// ABOUTME: Form state, synchronous validation and guarded submission
// ABOUTME: A schema projects the typed-in values onto exactly one request record

use std::collections::BTreeMap;
use std::future::Future;
use std::sync::atomic::{AtomicBool, Ordering};
use std::time::Duration;

use serde::Serialize;
use tokio::sync::watch;

use itms_client::{ClientError, ClientResult};
use itms_core::constants::SUBMIT_REDIRECT_DELAY_MS;

use crate::validation::{MatchesRule, Rule, ValidationError};

/// Raw text of every field, keyed by field name
pub type FormValues = BTreeMap<String, String>;

/// How a field is entered
#[derive(Debug, Clone, Copy, PartialEq, Eq)]
pub enum FieldKind {
    Text,
    Multiline,
    Password,
    Number,
    Date,
    DateTime,
    /// One of a closed set of wire values
    Select(&'static [&'static str]),
}

#[derive(Debug, Clone)]
pub struct FieldSpec {
    pub name: &'static str,
    pub label: &'static str,
    pub kind: FieldKind,
    pub rules: Vec<Rule>,
    pub default: Option<&'static str>,
}

impl FieldSpec {
    pub fn new(name: &'static str, label: &'static str, kind: FieldKind) -> Self {
        let rules = match kind {
            FieldKind::Number => vec![Rule::Number],
            FieldKind::Date => vec![Rule::Date],
            FieldKind::DateTime => vec![Rule::DateTime],
            FieldKind::Select(choices) => vec![Rule::OneOf(choices)],
            FieldKind::Text | FieldKind::Multiline | FieldKind::Password => Vec::new(),
        };
        Self {
            name,
            label,
            kind,
            rules,
            default: None,
        }
    }

    pub fn required(mut self) -> Self {
        self.rules.insert(0, Rule::Required);
        self
    }

    pub fn rule(mut self, rule: Rule) -> Self {
        self.rules.push(rule);
        self
    }

    pub fn default_value(mut self, value: &'static str) -> Self {
        self.default = Some(value);
        self
    }

    pub fn is_required(&self) -> bool {
        self.rules.iter().any(|r| matches!(r, Rule::Required))
    }

    /// First failing rule for `value`
    pub fn validate(&self, value: &str) -> Result<(), ValidationError> {
        self.rules.iter().try_for_each(|rule| rule.check(self.label, value))
    }
}

/// Navigation scheduled after a successful submit
#[derive(Debug, Clone, PartialEq, Eq)]
pub struct PendingNavigation {
    /// Route such as `/projects/26` or `/login`
    pub target: String,
    pub delay: Duration,
}

impl PendingNavigation {
    pub fn after_default_delay(target: impl Into<String>) -> Self {
        Self {
            target: target.into(),
            delay: Duration::from_millis(SUBMIT_REDIRECT_DELAY_MS),
        }
    }

    /// Sleep for the delay, then hand back the target
    pub async fn wait(self) -> String {
        tokio::time::sleep(self.delay).await;
        self.target
    }
}

/// Describes one form: its fields, rules and the request it produces
pub trait FormSchema: Send + Sync {
    /// Record sent to the backend
    type Request: Serialize + Send;

    /// What the backend answers with
    type Response: Send;

    fn fields(&self) -> Vec<FieldSpec>;

    /// Values the form opens with; edit forms return the stored record
    fn initial_values(&self) -> FormValues {
        FormValues::new()
    }

    fn cross_field_rules(&self) -> Vec<MatchesRule> {
        Vec::new()
    }

    /// Build the request from already validated values.
    ///
    /// Only fields named here reach the wire; UI-only fields are dropped.
    fn project(&self, values: &FormValues) -> Result<Self::Request, ValidationError>;

    fn success_message(&self) -> String;

    fn navigation_target(&self, response: &Self::Response) -> String;
}
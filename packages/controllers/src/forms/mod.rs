//! Form schemas for the auth screens and the create and edit screens of every entity

mod auth;
mod directory;
mod edit;
mod work;

pub use auth::{ChangePasswordForm, LoginForm, RegisterForm};
pub use directory::{AssetForm, PartnerForm, UserForm};
pub use edit::{
    ApprovalEditForm, AssetEditForm, Editable, IncidentEditForm, IssueEditForm, PartnerEditForm,
    ProfileForm, ProjectEditForm, ReleaseEditForm, ServiceRequestEditForm, SpecificationEditForm,
    UserEditForm,
};
pub use work::{
    ApprovalForm, IncidentForm, IssueForm, ProjectForm, ReleaseForm, ServiceRequestForm,
    SpecificationForm,
};

use crate::form::{FieldKind, FieldSpec};
use crate::validation::Rule;

pub(crate) const PASSWORD_MIN: usize = 8;
pub(crate) const PASSWORD_MAX: usize = 20;
pub(crate) const NAME_MAX: usize = 50;
pub(crate) const PHONE_MAX: usize = 20;
pub(crate) const TITLE_MAX: usize = 200;

pub(crate) fn password_field(name: &'static str, label: &'static str) -> FieldSpec {
    FieldSpec::new(name, label, FieldKind::Password)
        .required()
        .rule(Rule::MinLength(PASSWORD_MIN))
        .rule(Rule::MaxLength(PASSWORD_MAX))
}

pub(crate) fn id_field(name: &'static str, label: &'static str) -> FieldSpec {
    FieldSpec::new(name, label, FieldKind::Number).rule(Rule::Integer)
}

/// Route of an entity's detail screen
pub(crate) fn detail_route(path: &str, id: i64) -> String {
    format!("{}/{}", path, id)
}
//! Token refresh and session behaviour against a mocked backend

use std::sync::Arc;

use itms_client::{
    AuthContext, ClientConfigBuilder, ClientError, ItmsClient, MemoryTokenStore, TokenPair,
    TokenStore,
};
use itms_core::models::auth::LoginRequest;
use serde_json::{json, Value};
use wiremock::matchers::{body_json, header, method, path};
use wiremock::{Mock, MockServer, ResponseTemplate};

fn user_json() -> Value {
    json!({ "id": 1, "email": "kim@example.com", "name": "Kim", "roles": ["USER"] })
}

async fn client_with(
    server: &MockServer,
    tokens: Option<TokenPair>,
) -> (ItmsClient, Arc<MemoryTokenStore>) {
    let store = Arc::new(match tokens {
        Some(tokens) => MemoryTokenStore::with_tokens(tokens),
        None => MemoryTokenStore::new(),
    });
    let auth = AuthContext::restore(store.clone()).await;
    let config = ClientConfigBuilder::new()
        .base_url(format!("{}/api", server.uri()))
        .ephemeral()
        .build()
        .unwrap();
    (ItmsClient::with_auth(config, auth).unwrap(), store)
}

#[tokio::test]
async fn test_expired_token_is_refreshed_once_and_request_retried() {
    let server = MockServer::start().await;
    Mock::given(method("GET"))
        .and(path("/api/auth/me"))
        .and(header("authorization", "Bearer fresh"))
        .respond_with(ResponseTemplate::new(200).set_body_json(user_json()))
        .expect(1)
        .mount(&server)
        .await;
    Mock::given(method("GET"))
        .and(path("/api/auth/me"))
        .and(header("authorization", "Bearer stale"))
        .respond_with(ResponseTemplate::new(401).set_body_json(json!({
            "code": "A002",
            "message": "Token expired"
        })))
        .expect(1)
        .mount(&server)
        .await;
    Mock::given(method("POST"))
        .and(path("/api/auth/refresh"))
        .and(body_json(json!({ "refreshToken": "r1" })))
        .respond_with(ResponseTemplate::new(200).set_body_json(json!({ "accessToken": "fresh" })))
        .expect(1)
        .mount(&server)
        .await;

    let (client, store) =
        client_with(&server, Some(TokenPair::new("stale", Some("r1".to_string())))).await;

    let user = client.auth().me().await.unwrap();
    assert_eq!(user.email, "kim@example.com");

    let stored = store.load().await.unwrap().unwrap();
    assert_eq!(stored.access_token, "fresh");
    assert_eq!(stored.refresh_token.as_deref(), Some("r1"));

    let requests = server.received_requests().await.unwrap();
    let refresh = requests
        .iter()
        .find(|r| r.url.path() == "/api/auth/refresh")
        .unwrap();
    assert!(refresh.headers.get("authorization").is_none());
}

#[tokio::test]
async fn test_forbidden_also_triggers_refresh_and_rotation_is_kept() {
    let server = MockServer::start().await;
    Mock::given(method("GET"))
        .and(path("/api/profile"))
        .and(header("authorization", "Bearer a2"))
        .respond_with(ResponseTemplate::new(200).set_body_json(user_json()))
        .mount(&server)
        .await;
    Mock::given(method("GET"))
        .and(path("/api/profile"))
        .respond_with(ResponseTemplate::new(403))
        .mount(&server)
        .await;
    Mock::given(method("POST"))
        .and(path("/api/auth/refresh"))
        .respond_with(
            ResponseTemplate::new(200)
                .set_body_json(json!({ "accessToken": "a2", "refreshToken": "r2" })),
        )
        .expect(1)
        .mount(&server)
        .await;

    let (client, store) =
        client_with(&server, Some(TokenPair::new("a1", Some("r1".to_string())))).await;

    client.profile().get().await.unwrap();
    let stored = store.load().await.unwrap().unwrap();
    assert_eq!(stored.refresh_token.as_deref(), Some("r2"));
}

#[tokio::test]
async fn test_unauthorized_without_refresh_token_surfaces_original_error() {
    let server = MockServer::start().await;
    Mock::given(method("GET"))
        .and(path("/api/auth/me"))
        .respond_with(ResponseTemplate::new(401).set_body_json(json!({
            "code": "A001",
            "message": "Authentication required"
        })))
        .expect(1)
        .mount(&server)
        .await;
    Mock::given(method("POST"))
        .and(path("/api/auth/refresh"))
        .respond_with(ResponseTemplate::new(200).set_body_json(json!({ "accessToken": "x" })))
        .expect(0)
        .mount(&server)
        .await;

    let (client, _) = client_with(&server, Some(TokenPair::new("only-access", None))).await;

    let err = client.auth().me().await.unwrap_err();
    match err {
        ClientError::Auth(error) => {
            assert_eq!(error.code, "A001");
            assert_eq!(error.message, "Authentication required");
        }
        other => panic!("expected Auth error, got {:?}", other),
    }
}

#[tokio::test]
async fn test_rejected_refresh_surfaces_original_error_and_signs_out() {
    let server = MockServer::start().await;
    Mock::given(method("GET"))
        .and(path("/api/projects/1"))
        .respond_with(ResponseTemplate::new(401).set_body_json(json!({
            "code": "A002",
            "message": "Token expired"
        })))
        .expect(1)
        .mount(&server)
        .await;
    Mock::given(method("POST"))
        .and(path("/api/auth/refresh"))
        .respond_with(ResponseTemplate::new(401).set_body_json(json!({
            "code": "A003",
            "message": "Refresh token expired"
        })))
        .expect(1)
        .mount(&server)
        .await;

    let (client, store) =
        client_with(&server, Some(TokenPair::new("stale", Some("old".to_string())))).await;

    let err = client.projects().get(1).await.unwrap_err();
    assert!(err.is_auth_error());
    assert_eq!(err.api_error().unwrap().code, "A002");

    assert!(!client.auth_context().is_authenticated().await);
    assert!(store.load().await.unwrap().is_none());
}

#[tokio::test]
async fn test_retry_that_still_fails_is_not_refreshed_again() {
    let server = MockServer::start().await;
    Mock::given(method("GET"))
        .and(path("/api/users/2"))
        .respond_with(ResponseTemplate::new(403).set_body_json(json!({
            "code": "A004",
            "message": "Access denied"
        })))
        .expect(2)
        .mount(&server)
        .await;
    Mock::given(method("POST"))
        .and(path("/api/auth/refresh"))
        .respond_with(ResponseTemplate::new(200).set_body_json(json!({ "accessToken": "new" })))
        .expect(1)
        .mount(&server)
        .await;

    let (client, _) = client_with(&server, Some(TokenPair::new("a", Some("r".to_string())))).await;

    let err = client.users().get(2).await.unwrap_err();
    assert_eq!(err.user_message(), "Access denied");
}

#[tokio::test]
async fn test_login_stores_tokens_and_bad_credentials_skip_refresh() {
    let server = MockServer::start().await;
    Mock::given(method("POST"))
        .and(path("/api/auth/login"))
        .and(body_json(json!({ "email": "kim@example.com", "password": "secret123" })))
        .respond_with(ResponseTemplate::new(200).set_body_json(json!({
            "accessToken": "a1",
            "refreshToken": "r1",
            "tokenType": "Bearer",
            "expiresIn": 3600,
            "user": user_json()
        })))
        .mount(&server)
        .await;
    Mock::given(method("POST"))
        .and(path("/api/auth/login"))
        .respond_with(ResponseTemplate::new(401).set_body_json(json!({
            "code": "A005",
            "message": "Invalid email or password"
        })))
        .mount(&server)
        .await;
    Mock::given(method("POST"))
        .and(path("/api/auth/refresh"))
        .respond_with(ResponseTemplate::new(200).set_body_json(json!({ "accessToken": "x" })))
        .expect(0)
        .mount(&server)
        .await;

    let (client, store) = client_with(&server, None).await;

    let response = client
        .auth()
        .login(&LoginRequest {
            email: "kim@example.com".to_string(),
            password: "secret123".to_string(),
        })
        .await
        .unwrap();
    assert_eq!(response.user.name, "Kim");
    let stored = store.load().await.unwrap().unwrap();
    assert_eq!(stored.access_token, "a1");
    assert_eq!(stored.refresh_token.as_deref(), Some("r1"));

    let err = client
        .auth()
        .login(&LoginRequest {
            email: "kim@example.com".to_string(),
            password: "wrong-password".to_string(),
        })
        .await
        .unwrap_err();
    assert_eq!(err.user_message(), "Invalid email or password");
}

#[tokio::test]
async fn test_logout_clears_tokens_even_when_backend_fails() {
    let server = MockServer::start().await;
    Mock::given(method("POST"))
        .and(path("/api/auth/logout"))
        .respond_with(ResponseTemplate::new(500))
        .mount(&server)
        .await;

    let (client, store) = client_with(&server, Some(TokenPair::new("a", None))).await;

    client.auth().logout().await.unwrap();
    assert!(store.load().await.unwrap().is_none());
    assert!(!client.auth_context().is_authenticated().await);
}

#[tokio::test]
async fn test_auxiliary_endpoints() {
    let server = MockServer::start().await;
    Mock::given(method("PUT"))
        .and(path("/api/users/3/password"))
        .and(body_json(json!({ "newPassword": "n3w-secret" })))
        .respond_with(ResponseTemplate::new(200))
        .expect(1)
        .mount(&server)
        .await;
    Mock::given(method("PATCH"))
        .and(path("/api/users/3/toggle-status"))
        .respond_with(ResponseTemplate::new(204))
        .expect(1)
        .mount(&server)
        .await;
    Mock::given(method("GET"))
        .and(path("/api/dashboard/stats"))
        .respond_with(ResponseTemplate::new(200).set_body_json(json!({
            "activeProjects": 4,
            "pendingApprovals": 2,
            "completionRate": 62.5
        })))
        .mount(&server)
        .await;
    Mock::given(method("PUT"))
        .and(path("/api/auth/password/change"))
        .and(body_json(json!({ "oldPassword": "old-secret", "newPassword": "new-secret" })))
        .respond_with(ResponseTemplate::new(200))
        .expect(1)
        .mount(&server)
        .await;

    let (client, _) = client_with(&server, Some(TokenPair::new("a", None))).await;

    let users = client.users();
    users
        .reset_password(
            3,
            &itms_core::models::user::PasswordResetRequest {
                new_password: "n3w-secret".to_string(),
            },
        )
        .await
        .unwrap();
    users.toggle_status(3).await.unwrap();

    let stats = client.directory().dashboard_stats().await.unwrap();
    assert_eq!(stats.active_projects, 4);
    assert_eq!(stats.total_assets, 0);

    client
        .auth()
        .change_password(&itms_core::models::auth::ChangePasswordRequest {
            old_password: "old-secret".to_string(),
            new_password: "new-secret".to_string(),
        })
        .await
        .unwrap();
}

◆ ◆ ◆ ◆ ◆

- _Assigned task_: Would you please return all lines of the data that include the word "accessToken"?

- _Reply to the exercise_:
        .respond_with(ResponseTemplate::new(200).set_body_json(json!({ "accessToken": "fresh" })))
                .set_body_json(json!({ "accessToken": "a2", "refreshToken": "r2" })),
        .respond_with(ResponseTemplate::new(200).set_body_json(json!({ "accessToken": "x" })))
        .respond_with(ResponseTemplate::new(200).set_body_json(json!({ "accessToken": "new" })))
            "accessToken": "a1",
        .respond_with(ResponseTemplate::new(200).set_body_json(json!({ "accessToken": "x" })))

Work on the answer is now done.